Stored data entries:
....
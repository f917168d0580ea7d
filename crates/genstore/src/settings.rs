//! # Store Configuration
//!
//! Per-registry connection settings. Registries are reached over HTTPS unless
//! a host is explicitly listed with `plain_http = true`.
//!
//! ```toml
//! [registry]
//! timeout_ms = 30000
//!
//! [registry.hosts."localhost:5000"]
//! plain_http = true
//! ```

use std::collections::HashMap;
use std::time::Duration;

use serde::Deserialize;

/// Connection settings for one registry host.
#[derive(Clone, Copy, Debug, Default, PartialEq, Eq, Deserialize)]
#[serde(default)]
pub struct RegistrySettings {
    /// Talk plain HTTP instead of HTTPS.
    pub plain_http: bool,
}

#[derive(Clone, Debug, Default, PartialEq, Eq, Deserialize)]
#[serde(default)]
pub struct RegistryConfig {
    /// Settings for hosts not listed in `hosts`.
    pub default: RegistrySettings,
    /// Keyed by `host:port` or bare `host`.
    pub hosts: HashMap<String, RegistrySettings>,
    /// Whole-request timeout for registry calls. No timeout when unset.
    pub timeout_ms: Option<u64>,
}

impl RegistryConfig {
    /// Settings for a registry, looked up by `host:port`, then `host`, then
    /// the default.
    pub fn settings_for(&self, host: &str, port: Option<u16>) -> RegistrySettings {
        port.and_then(|port| self.hosts.get(&format!("{}:{}", host, port)))
            .or_else(|| self.hosts.get(host))
            .copied()
            .unwrap_or(self.default)
    }

    /// Allows plain HTTP for `authority` (`host` or `host:port`).
    pub fn allow_plain_http(mut self, authority: impl Into<String>) -> Self {
        self.hosts
            .insert(authority.into(), RegistrySettings { plain_http: true });
        self
    }

    pub fn timeout(&self) -> Option<Duration> {
        self.timeout_ms.map(Duration::from_millis)
    }
}

#[derive(Clone, Debug, Default, PartialEq, Eq, Deserialize)]
#[serde(default)]
pub struct StoreConfig {
    pub registry: RegistryConfig,
}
....
ABOUT THIS EXERCISE: The lines above need to be restated word for word, all of them.

EXPECTED ANSWER:
repository f917168d0580ea7d
filename crates/genstore/src/settings.rs
//! # Store Configuration
//!
//! Per-registry connection settings. Registries are reached over HTTPS unless
//! a host is explicitly listed with `plain_http = true`.
//!
//! ```toml
//! [registry]
//! timeout_ms = 30000
//!
//! [registry.hosts."localhost:5000"]
//! plain_http = true
//! ```

use std::collections::HashMap;
use std::time::Duration;

use serde::Deserialize;

/// Connection settings for one registry host.
#[derive(Clone, Copy, Debug, Default, PartialEq, Eq, Deserialize)]
#[serde(default)]
pub struct RegistrySettings {
    /// Talk plain HTTP instead of HTTPS.
    pub plain_http: bool,
}

#[derive(Clone, Debug, Default, PartialEq, Eq, Deserialize)]
#[serde(default)]
pub struct RegistryConfig {
    /// Settings for hosts not listed in `hosts`.
    pub default: RegistrySettings,
    /// Keyed by `host:port` or bare `host`.
    pub hosts: HashMap<String, RegistrySettings>,
    /// Whole-request timeout for registry calls. No timeout when unset.
    pub timeout_ms: Option<u64>,
}

impl RegistryConfig {
    /// Settings for a registry, looked up by `host:port`, then `host`, then
    /// the default.
    pub fn settings_for(&self, host: &str, port: Option<u16>) -> RegistrySettings {
        port.and_then(|port| self.hosts.get(&format!("{}:{}", host, port)))
            .or_else(|| self.hosts.get(host))
            .copied()
            .unwrap_or(self.default)
    }

    /// Allows plain HTTP for `authority` (`host` or `host:port`).
    pub fn allow_plain_http(mut self, authority: impl Into<String>) -> Self {
        self.hosts
            .insert(authority.into(), RegistrySettings { plain_http: true });
        self
    }

    pub fn timeout(&self) -> Option<Duration> {
        self.timeout_ms.map(Duration::from_millis)
    }
}

#[derive(Clone, Debug, Default, PartialEq, Eq, Deserialize)]
#[serde(default)]
pub struct StoreConfig {
    pub registry: RegistryConfig,
}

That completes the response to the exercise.